Nesse sentido, entendo que fora nessa relação cotidiana entre a elite da qual faziam parte os senhores e os escravos que fora  construída a identificação  dos senhores e dos  escravos. Essa compreensão me remonta a Hall [31]  ao mostrar que as identidades são construídas/reconstruídas de forma relacional e historicamente, ou seja, elas ganham o contorno da época em que se vive.Assim, ser senhor de cativo significava ser proprietário rural, integrar a elite do Império também constituída pelos comerciantes, pelos que lidavam com a burocracia emergente no país, juntamente com os representantes do governo.[32] Portanto, estar investido da propriedade do escravo, do direito de açoitá-lo, de castigá-lo, de negá-lo as possibilidades de amar e ser amado, de impor a eles sua cultura. Enfim, ser senhor expressava ter em mãos o pleno poder sobre os escravos.  

Ser escravo significava juntamente com os escravos livres, integrar um grupo de identidades minoritárias, de profundas diferenças culturais dos senhores; vozes e histórias dissonantes que afirmam as fronteiras da existência insurgente da cultura; um ser sem corpo, nomes, bens próprios e nem passado; ser um “bem” dos senhores; ser trabalhador manual por excelência; enfrentar o trabalho incessante de sol a sol e  não ter o direito a expressar a sensibilidade que alimenta o coração.  Enfim, ser escravo era sonhar incessantemente com a liberdade, porto no qual se ancorava a esperança de  algum dia, tornar realidade o sonho de ser sujeito de si mesmo. Ser senhor e ser escravo compunham mundos   conflitantes, divergentes  como a noite do dia, mas se aportavam em um  lugar comum,   a escravidão, traço que  não anulava a diferença.
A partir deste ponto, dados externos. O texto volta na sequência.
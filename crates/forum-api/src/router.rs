use axum::{
    Json, Router,
    extract::State,
    http::StatusCode,
    response::IntoResponse,
    routing::get,
};
use serde_json::json;

use crate::{state::ApiState, topic};

pub fn router() -> Router<ApiState> {
    Router::new()
        .route("/health", get(health))
        .route("/health/ready", get(ready))
        .merge(topic::routes())
        .fallback(handler_404)
}

/// Liveness: the process is serving requests
async fn health() -> StatusCode {
    StatusCode::OK
}

/// Readiness: the topic store answers
async fn ready(State(state): State<ApiState>) -> StatusCode {
    match state.topics.ready().await {
        Ok(()) => StatusCode::OK,
        Err(e) => {
            tracing::warn!("Readiness check failed: {e}");
            StatusCode::SERVICE_UNAVAILABLE
        }
    }
}

async fn handler_404() -> impl IntoResponse {
    (
        StatusCode::NOT_FOUND,
        Json(json!({ "error": "The requested resource was not found" })),
    )
}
Todavia, essa relação entre os senhores e o grupo ao qual pertenciam e os escravos fora edificada no dia a dia sob  um campo de tensões pautadas em marcas de dor, de vingança e da violência institucionalizada. Desse modo, percebo essa relação tensa como uma construção histórica e não biológica. Relação essa que perpassa todos os quadros da escravidão narrados por Macedo.  Barbudo  sugere  ao escravo Simeão, roubar o que fosse possível da casa senhorial antes de assassinar os seus senhores; Lucinda tentava vender a reputação e a honra de sua senhora a preço de fugazes prazeres com Souvanel; Pai- Raiol com o concurso de Esméria  extermina a família de seu senhor  - envenena a mulher e dois filhos, dentre outros.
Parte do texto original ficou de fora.